__ASSIGNED TASK__: Please report how many lines in the records below contain "background". Reply with the number alone.

Stored items:
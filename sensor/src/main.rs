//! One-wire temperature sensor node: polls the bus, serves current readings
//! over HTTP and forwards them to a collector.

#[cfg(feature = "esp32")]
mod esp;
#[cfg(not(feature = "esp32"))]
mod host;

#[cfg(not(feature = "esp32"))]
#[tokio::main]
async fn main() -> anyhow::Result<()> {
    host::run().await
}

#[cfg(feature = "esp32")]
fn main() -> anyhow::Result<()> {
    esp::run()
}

--

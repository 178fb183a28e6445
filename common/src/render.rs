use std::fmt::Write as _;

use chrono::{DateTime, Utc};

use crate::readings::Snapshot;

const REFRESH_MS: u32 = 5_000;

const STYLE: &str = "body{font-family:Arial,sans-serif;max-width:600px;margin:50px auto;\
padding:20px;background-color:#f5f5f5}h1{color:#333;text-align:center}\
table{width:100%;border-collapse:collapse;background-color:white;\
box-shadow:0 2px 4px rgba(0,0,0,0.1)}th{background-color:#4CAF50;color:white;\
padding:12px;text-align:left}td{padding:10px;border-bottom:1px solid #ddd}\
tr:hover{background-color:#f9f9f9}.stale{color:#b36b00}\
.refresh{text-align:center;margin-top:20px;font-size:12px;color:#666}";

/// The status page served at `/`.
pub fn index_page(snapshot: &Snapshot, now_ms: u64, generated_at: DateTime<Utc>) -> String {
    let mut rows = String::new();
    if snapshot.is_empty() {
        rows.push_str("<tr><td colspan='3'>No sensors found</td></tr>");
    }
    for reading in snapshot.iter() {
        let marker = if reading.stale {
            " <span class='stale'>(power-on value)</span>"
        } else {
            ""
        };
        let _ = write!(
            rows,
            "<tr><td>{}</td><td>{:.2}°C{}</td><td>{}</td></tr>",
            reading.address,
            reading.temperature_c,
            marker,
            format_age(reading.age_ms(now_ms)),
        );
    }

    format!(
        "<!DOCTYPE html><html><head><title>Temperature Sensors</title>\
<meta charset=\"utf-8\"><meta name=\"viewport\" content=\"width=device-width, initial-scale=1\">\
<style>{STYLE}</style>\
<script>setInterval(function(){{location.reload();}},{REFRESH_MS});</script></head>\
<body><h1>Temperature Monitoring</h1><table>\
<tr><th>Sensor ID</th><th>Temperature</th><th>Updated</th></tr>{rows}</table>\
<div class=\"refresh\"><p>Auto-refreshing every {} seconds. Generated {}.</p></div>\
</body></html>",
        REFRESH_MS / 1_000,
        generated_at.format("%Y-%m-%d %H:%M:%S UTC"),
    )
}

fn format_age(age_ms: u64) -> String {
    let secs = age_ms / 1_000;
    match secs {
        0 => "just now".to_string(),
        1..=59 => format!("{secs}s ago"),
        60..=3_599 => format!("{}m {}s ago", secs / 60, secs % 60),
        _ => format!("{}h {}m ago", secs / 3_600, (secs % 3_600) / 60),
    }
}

__FINISHED TASK__: 4